Directions for this task —
For the entries below, the expected answer is the line with "been hooked before)?", the line with "for both fields", and every line between them, exactly as written, and nothing more.

[Source data Boundary: Start]

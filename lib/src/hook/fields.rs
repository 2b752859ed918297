use super::spec::InterfaceMethod;
use super::Error;
use crate::jvm::class_file::{ClassFile, ConstantsPool, Field};
use crate::jvm::code::FieldRef;
use crate::jvm::{BinaryName, FieldAccessFlags, FieldType, Name, RenderDescriptor, UnqualifiedName};

/// Static fields caching the interface `Class` and its reflective `Method`
///
/// Names are derived from the interface: `net.example.IHook` with method `run` gives
/// `CNET_EXAMPLE_IHOOK` and `CNET_EXAMPLE_IHOOK_RUN`.
#[derive(Clone, Debug, PartialEq, Eq)]
pub struct HookFields {
    pub class_field: FieldRef,
    pub method_field: FieldRef,
}

impl HookFields {
    pub fn new(this_class: &BinaryName, interface: &InterfaceMethod) -> Result<HookFields, Error> {
        let class_name = format!(
            "C{}",
            interface.interface.to_dotted().to_uppercase().replace('.', "_")
        );
        let method_name = format!(
            "{}_{}",
            class_name,
            interface.name.as_str().to_uppercase()
        );

        let field = |name: String, class: BinaryName| -> Result<FieldRef, Error> {
            Ok(FieldRef::new(
                this_class.clone(),
                UnqualifiedName::from_string(name).map_err(Error::InvalidHookSpec)?,
                FieldType::object(class),
            ))
        };

        Ok(HookFields {
            class_field: field(class_name, BinaryName::CLASS)?,
            method_field: field(method_name, BinaryName::METHOD)?,
        })
    }

    /// Does the class already declare the class field (ie. has it been hooked before)?
    pub fn declared_by(&self, class_file: &ClassFile) -> Result<bool, Error> {
        for field in &class_file.fields {
            if field.name(&class_file.constants)? == self.class_field.name.as_str() {
                return Ok(true);
            }
        }
        Ok(false)
    }

    /// `private static final` declarations for both fields
    pub fn declarations(&self, constants: &mut ConstantsPool) -> Result<Vec<Field>, Error> {
        [&self.class_field, &self.method_field]
            .iter()
            .map(|field| -> Result<Field, Error> {
                Ok(Field {
                    access_flags: FieldAccessFlags::PRIVATE
                        | FieldAccessFlags::STATIC
                        | FieldAccessFlags::FINAL,
                    name_index: constants.get_utf8(field.name.as_str())?,
                    descriptor_index: constants.get_utf8(field.descriptor.render())?,
                    attributes: vec![],
                })
            })
            .collect()
    }
}
use crate::jvm::class_file::{Parse, Serialize};
use crate::jvm::Error;
use byteorder::{ReadBytesExt, WriteBytesExt};

/// Class file format version
///
/// Ordering compares the major version first.
#[derive(Copy, Clone, Debug, PartialEq, Eq, PartialOrd, Ord, Hash)]
pub struct Version {
    pub major_version: u16,
    pub minor_version: u16,
}

impl Version {
    const fn major(major_version: u16) -> Version {
        Version {
            major_version,
            minor_version: 0,
        }
    }

    pub const JAVA1_1: Version = Version {
        major_version: 45,
        minor_version: 3,
    };
    pub const JAVA5: Version = Version::major(49);
    pub const JAVA6: Version = Version::major(50);
    pub const JAVA7: Version = Version::major(51);
    pub const JAVA8: Version = Version::major(52);
    pub const JAVA11: Version = Version::major(55);
    pub const JAVA17: Version = Version::major(61);

    /// Class files from Java 6 onwards carry `StackMapTable` attributes
    pub fn supports_stack_map_table(&self) -> bool {
        self.major_version >= 50
    }
}

impl Serialize for Version {
    fn serialize<W: WriteBytesExt>(&self, writer: &mut W) -> std::io::Result<()> {
        self.minor_version.serialize(writer)?;
        self.major_version.serialize(writer)?;
        Ok(())
    }
}

impl Parse for Version {
    fn parse<R: ReadBytesExt>(reader: &mut R) -> Result<Self, Error> {
        let minor_version = u16::parse(reader)?;
        let major_version = u16::parse(reader)?;
        Ok(Version {
            major_version,
            minor_version,
        })
    }
}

[Source data Boundary: End]

Solved problem —
    /// Does the class already declare the class field (ie. has it been hooked before)?
    pub fn declared_by(&self, class_file: &ClassFile) -> Result<bool, Error> {
        for field in &class_file.fields {
            if field.name(&class_file.constants)? == self.class_field.name.as_str() {
                return Ok(true);
            }
        }
        Ok(false)
    }

    /// `private static final` declarations for both fields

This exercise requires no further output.